Hyperscalers are reshaping technology by turning advanced computing into something you rent rather than build, which lowers the bar for launching AI products. That same growth is straining the physical world around them, from power grids to water supplies.

For businesses and consumers, the payoff is speed: a small team can rent the same computing as a giant, and new AI features can reach billions of users overnight.

The strain shows up in physical infrastructure. Big campuses can draw hundreds of megawatts, and the real bottleneck is now power, not chips, as operators wait years for grid connections and high-voltage transformers. Water for cooling has become a flashpoint too. A single large campus can pull millions of gallons a day, as much as a town of tens of thousands of people, and most of it evaporates instead of flowing back into the local supply. Google’s data centers in The Dalles, Oregon used about 355 million gallons in 2021, close to a third of the whole city's water. The figure stayed hidden until a local newspaper forced its release in court, over the objections of city officials who had helped Google keep it secret.
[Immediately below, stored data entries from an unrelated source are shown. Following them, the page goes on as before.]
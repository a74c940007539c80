//! Icon resizer: turn full-size design artwork into ribbon button icons.
//!
//! Each source PNG in [`ICON_MAPPING`] becomes a 32×32 and a 16×16 PNG named
//! after the ribbon command it belongs to. Entries are processed one at a
//! time; a broken source file only affects its own entry.

use image::imageops::FilterType;
use image::ImageFormat;
use serde::Serialize;
use std::fmt;
use std::fs;
use std::path::{Path, PathBuf};

use crate::error::{Result, ToolError};

/// Source filename → output basename, in processing order.
pub const ICON_MAPPING: &[(&str, &str)] = &[
    ("Align Master.png", "AlignMaster"),
    ("left.png", "AlignLeft"),
    ("center.png", "AlignCenter"),
    ("right.png", "AlignRight"),
    ("top.png", "AlignTop"),
    ("middle.png", "AlignMiddle"),
    ("bottom.png", "AlignBottom"),
    ("horizontally.png", "DistributeH"),
    ("vertically.png", "DistributeV"),
];

/// Square output sizes, in the order they are written.
pub const ICON_SIZES: [u32; 2] = [32, 16];

/// Lanczos with three lobes: slow, but keeps thin strokes legible at 16px.
pub const RESAMPLE_FILTER: FilterType = FilterType::Lanczos3;

pub const LEGACY_SOURCE_DIR: &str = r"C:\LECG\RevitAddins\LECG\img\Full size images";
pub const LEGACY_DEST_DIR: &str = r"C:\LECG\RevitAddins\LECG\src\Resources\Images";

/// Where artwork is read from and icons are written to.
#[derive(Debug, Clone, PartialEq, Eq)]
pub enum PathLayout {
    /// Fixed absolute paths on the original build machine.
    Legacy,
    /// `<root>/design/full-size` → `<root>/src/Resources/Images`.
    Repo { root: PathBuf },
}

impl PathLayout {
    pub fn source_dir(&self) -> PathBuf {
        match self {
            PathLayout::Legacy => PathBuf::from(LEGACY_SOURCE_DIR),
            PathLayout::Repo { root } => root.join("design").join("full-size"),
        }
    }

    pub fn dest_dir(&self) -> PathBuf {
        match self {
            PathLayout::Legacy => PathBuf::from(LEGACY_DEST_DIR),
            PathLayout::Repo { root } => root.join("src").join("Resources").join("Images"),
        }
    }

    pub fn dirs(&self) -> IconDirs {
        IconDirs {
            source: self.source_dir(),
            dest: self.dest_dir(),
        }
    }
}

/// Resolved source and destination directories.
#[derive(Debug, Clone, PartialEq, Eq, Serialize)]
pub struct IconDirs {
    pub source: PathBuf,
    pub dest: PathBuf,
}

/// `<basename>_<size>.png`
pub fn icon_file_name(basename: &str, size: u32) -> String {
    format!("{}_{}.png", basename, size)
}

/// What happened to one file or mapping entry.
#[derive(Debug, Clone, PartialEq, Eq, Serialize)]
#[serde(tag = "status", rename_all = "snake_case")]
pub enum ResizeEvent {
    Saved { file: String },
    SourceNotFound { path: PathBuf },
    Failed { filename: String, error: String },
}

impl fmt::Display for ResizeEvent {
    fn fmt(&self, f: &mut fmt::Formatter<'_>) -> fmt::Result {
        match self {
            ResizeEvent::Saved { file } => write!(f, "Saved {}", file),
            ResizeEvent::SourceNotFound { path } => {
                write!(f, "Source file not found: {}", path.display())
            }
            ResizeEvent::Failed { filename, error } => {
                write!(f, "Error processing {}: {}", filename, error)
            }
        }
    }
}

/// Ordered record of a resize run.
#[derive(Debug, Clone, Default, Serialize)]
pub struct ResizeReport {
    pub source_dir: PathBuf,
    pub dest_dir: PathBuf,
    pub events: Vec<ResizeEvent>,
}

impl ResizeReport {
    pub fn saved(&self) -> usize {
        self.count(|e| matches!(e, ResizeEvent::Saved { .. }))
    }

    pub fn missing(&self) -> usize {
        self.count(|e| matches!(e, ResizeEvent::SourceNotFound { .. }))
    }

    pub fn failed(&self) -> usize {
        self.count(|e| matches!(e, ResizeEvent::Failed { .. }))
    }

    fn count(&self, pred: impl Fn(&ResizeEvent) -> bool) -> usize {
        self.events.iter().filter(|e| pred(e)).count()
    }
}

/// Resize every mapped icon found in `dirs.source` into `dirs.dest`.
///
/// The destination directory is created up front; failing to create it is
/// the only error returned. Per-entry problems end up in the report.
pub fn resize_all(dirs: &IconDirs) -> Result<ResizeReport> {
    resize_all_with(dirs, |_| {})
}

/// Like [`resize_all`], but `on_event` sees each event as it happens, before
/// the next entry is touched.
pub fn resize_all_with<F>(dirs: &IconDirs, mut on_event: F) -> Result<ResizeReport>
where
    F: FnMut(&ResizeEvent),
{
    fs::create_dir_all(&dirs.dest).map_err(|e| ToolError::io(&dirs.dest, e))?;

    let mut events = Vec::new();
    let mut record = |event: ResizeEvent| {
        on_event(&event);
        events.push(event);
    };

    for &(filename, basename) in ICON_MAPPING {
        let source_path = dirs.source.join(filename);
        if !source_path.exists() {
            tracing::debug!("Skipping {}: not found", source_path.display());
            record(ResizeEvent::SourceNotFound { path: source_path });
            continue;
        }

        let result = resize_one(&source_path, &dirs.dest, basename, &mut |file| {
            record(ResizeEvent::Saved { file })
        });

        if let Err(e) = result {
            tracing::warn!("Failed to process {}: {}", filename, e);
            record(ResizeEvent::Failed {
                filename: filename.to_string(),
                error: e.to_string(),
            });
        }
    }

    let report = ResizeReport {
        source_dir: dirs.source.clone(),
        dest_dir: dirs.dest.clone(),
        events,
    };
    tracing::info!(
        "Resized icons: {} saved, {} missing, {} failed",
        report.saved(),
        report.missing(),
        report.failed()
    );
    Ok(report)
}

/// Decode `source` once and write one PNG per entry of [`ICON_SIZES`],
/// reporting each written file name to `on_saved`.
fn resize_one(
    source: &Path,
    dest_dir: &Path,
    basename: &str,
    on_saved: &mut dyn FnMut(String),
) -> Result<()> {
    let img = image::open(source).map_err(|e| ToolError::Image {
        path: source.to_path_buf(),
        source: e,
    })?;

    for size in ICON_SIZES {
        let name = icon_file_name(basename, size);
        let target = dest_dir.join(&name);
        img.resize_exact(size, size, RESAMPLE_FILTER)
            .save_with_format(&target, ImageFormat::Png)
            .map_err(|e| ToolError::Image {
                path: target.clone(),
                source: e,
            })?;
        tracing::debug!("Wrote {}", target.display());
        on_saved(name);
    }
    Ok(())
}

#[cfg(test)]
mod tests {
    use super::*;
    use image::{Rgba, RgbaImage};
    use std::collections::HashSet;
    use tempfile::TempDir;

    fn write_png(path: &Path, width: u32, height: u32) {
        let img = RgbaImage::from_fn(width, height, |x, y| {
            Rgba([(x * 7) as u8, (y * 5) as u8, ((x + y) * 3) as u8, 255])
        });
        img.save(path).unwrap();
    }

    fn setup(files: &[&str]) -> (TempDir, IconDirs) {
        let temp_dir = TempDir::new().unwrap();
        let dirs = PathLayout::Repo {
            root: temp_dir.path().to_path_buf(),
        }
        .dirs();
        fs::create_dir_all(&dirs.source).unwrap();
        for file in files {
            write_png(&dirs.source.join(file), 64, 48);
        }
        (temp_dir, dirs)
    }

    fn dest_files(dirs: &IconDirs) -> HashSet<String> {
        fs::read_dir(&dirs.dest)
            .unwrap()
            .map(|e| e.unwrap().file_name().to_string_lossy().into_owned())
            .collect()
    }

    #[test]
    fn test_mapping_keys_and_basenames_unique() {
        let keys: HashSet<_> = ICON_MAPPING.iter().map(|(k, _)| k).collect();
        let names: HashSet<_> = ICON_MAPPING.iter().map(|(_, v)| v).collect();
        assert_eq!(ICON_MAPPING.len(), 9);
        assert_eq!(keys.len(), ICON_MAPPING.len());
        assert_eq!(names.len(), ICON_MAPPING.len());
    }

    #[test]
    fn test_repo_layout_paths() {
        let layout = PathLayout::Repo {
            root: PathBuf::from("repo"),
        };
        assert_eq!(layout.source_dir(), Path::new("repo/design/full-size"));
        assert_eq!(layout.dest_dir(), Path::new("repo/src/Resources/Images"));
    }

    #[test]
    fn test_legacy_layout_paths() {
        let dirs = PathLayout::Legacy.dirs();
        assert_eq!(dirs.source, PathBuf::from(LEGACY_SOURCE_DIR));
        assert_eq!(dirs.dest, PathBuf::from(LEGACY_DEST_DIR));
    }

    #[test]
    fn test_icon_file_name() {
        assert_eq!(icon_file_name("AlignLeft", 32), "AlignLeft_32.png");
        assert_eq!(icon_file_name("DistributeV", 16), "DistributeV_16.png");
    }

    #[test]
    fn test_event_json_shape() {
        let event = ResizeEvent::Saved {
            file: "AlignTop_32.png".to_string(),
        };
        let json = serde_json::to_value(&event).unwrap();
        assert_eq!(json["status"], "saved");
        assert_eq!(json["file"], "AlignTop_32.png");

        let event = ResizeEvent::SourceNotFound {
            path: PathBuf::from("top.png"),
        };
        assert_eq!(serde_json::to_value(&event).unwrap()["status"], "source_not_found");
    }

    #[test]
    fn test_only_present_sources_are_resized() {
        let (_temp_dir, dirs) = setup(&["left.png", "center.png"]);
        let report = resize_all(&dirs).unwrap();

        let expected: HashSet<String> = [
            "AlignLeft_32.png",
            "AlignLeft_16.png",
            "AlignCenter_32.png",
            "AlignCenter_16.png",
        ]
        .iter()
        .map(|s| s.to_string())
        .collect();
        assert_eq!(dest_files(&dirs), expected);
        assert_eq!(report.saved(), 4);
        assert_eq!(report.missing(), 7);
        assert_eq!(report.failed(), 0);
    }

    #[test]
    fn test_event_order_follows_mapping() {
        let (_temp_dir, dirs) = setup(&["left.png"]);
        let report = resize_all(&dirs).unwrap();

        let lines: Vec<String> = report.events.iter().map(|e| e.to_string()).collect();
        assert!(lines[0].starts_with("Source file not found: "));
        assert!(lines[0].ends_with("Align Master.png"));
        assert_eq!(lines[1], "Saved AlignLeft_32.png");
        assert_eq!(lines[2], "Saved AlignLeft_16.png");
        assert_eq!(lines.len(), 10);
    }

    #[test]
    fn test_events_are_streamed_before_next_entry() {
        let (_temp_dir, dirs) = setup(&["left.png", "right.png"]);
        let mut seen = Vec::new();
        let report = resize_all_with(&dirs, |event| {
            if let ResizeEvent::Saved { file } = event {
                // The file is on disk by the time its event arrives.
                assert!(dirs.dest.join(file).exists());
            }
            seen.push(event.clone());
        })
        .unwrap();

        assert_eq!(seen, report.events);
        assert_eq!(seen.len(), 11);
    }

    #[test]
    fn test_output_dimensions() {
        let (_temp_dir, dirs) = setup(&["top.png"]);
        resize_all(&dirs).unwrap();

        let big = image::open(dirs.dest.join("AlignTop_32.png")).unwrap();
        let small = image::open(dirs.dest.join("AlignTop_16.png")).unwrap();
        assert_eq!((big.width(), big.height()), (32, 32));
        assert_eq!((small.width(), small.height()), (16, 16));
    }

    #[test]
    fn test_creates_missing_destination() {
        let (_temp_dir, dirs) = setup(&[]);
        assert!(!dirs.dest.exists());

        let report = resize_all(&dirs).unwrap();
        assert!(dirs.dest.is_dir());
        assert_eq!(report.missing(), ICON_MAPPING.len());
    }

    #[test]
    fn test_rerun_is_byte_identical() {
        let (_temp_dir, dirs) = setup(&["bottom.png"]);
        resize_all(&dirs).unwrap();
        let first = fs::read(dirs.dest.join("AlignBottom_16.png")).unwrap();

        resize_all(&dirs).unwrap();
        let second = fs::read(dirs.dest.join("AlignBottom_16.png")).unwrap();
        assert_eq!(first, second);
    }

    #[test]
    fn test_corrupt_source_is_isolated() {
        let (_temp_dir, dirs) = setup(&["left.png", "right.png"]);
        fs::write(dirs.source.join("center.png"), b"definitely not a png").unwrap();

        let report = resize_all(&dirs).unwrap();
        assert_eq!(report.failed(), 1);
        assert_eq!(report.saved(), 4);

        let failure = report
            .events
            .iter()
            .find(|e| matches!(e, ResizeEvent::Failed { .. }))
            .unwrap();
        assert!(failure.to_string().starts_with("Error processing center.png: "));
        assert!(dirs.dest.join("AlignRight_16.png").exists());
        assert!(!dirs.dest.join("AlignCenter_32.png").exists());
    }
}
Communities are pushing back, and local opposition has already stalled billions in planned projects. In Tucson, Arizona, the city council voted unanimously in 2025 to reject Project Blue, a data-center campus tied to Amazon, after residents balked at how much water and power it would use. Where and how these companies build is becoming a public negotiation, not just a corporate decision.

Strip away the branding and a hyperscaler is simple: computing at a scale almost no one else can match. A handful of them now sit beneath much of the cloud, the internet and the AI boom. They make modern digital life possible, and their appetite for power, water and land reshapes communities and grids.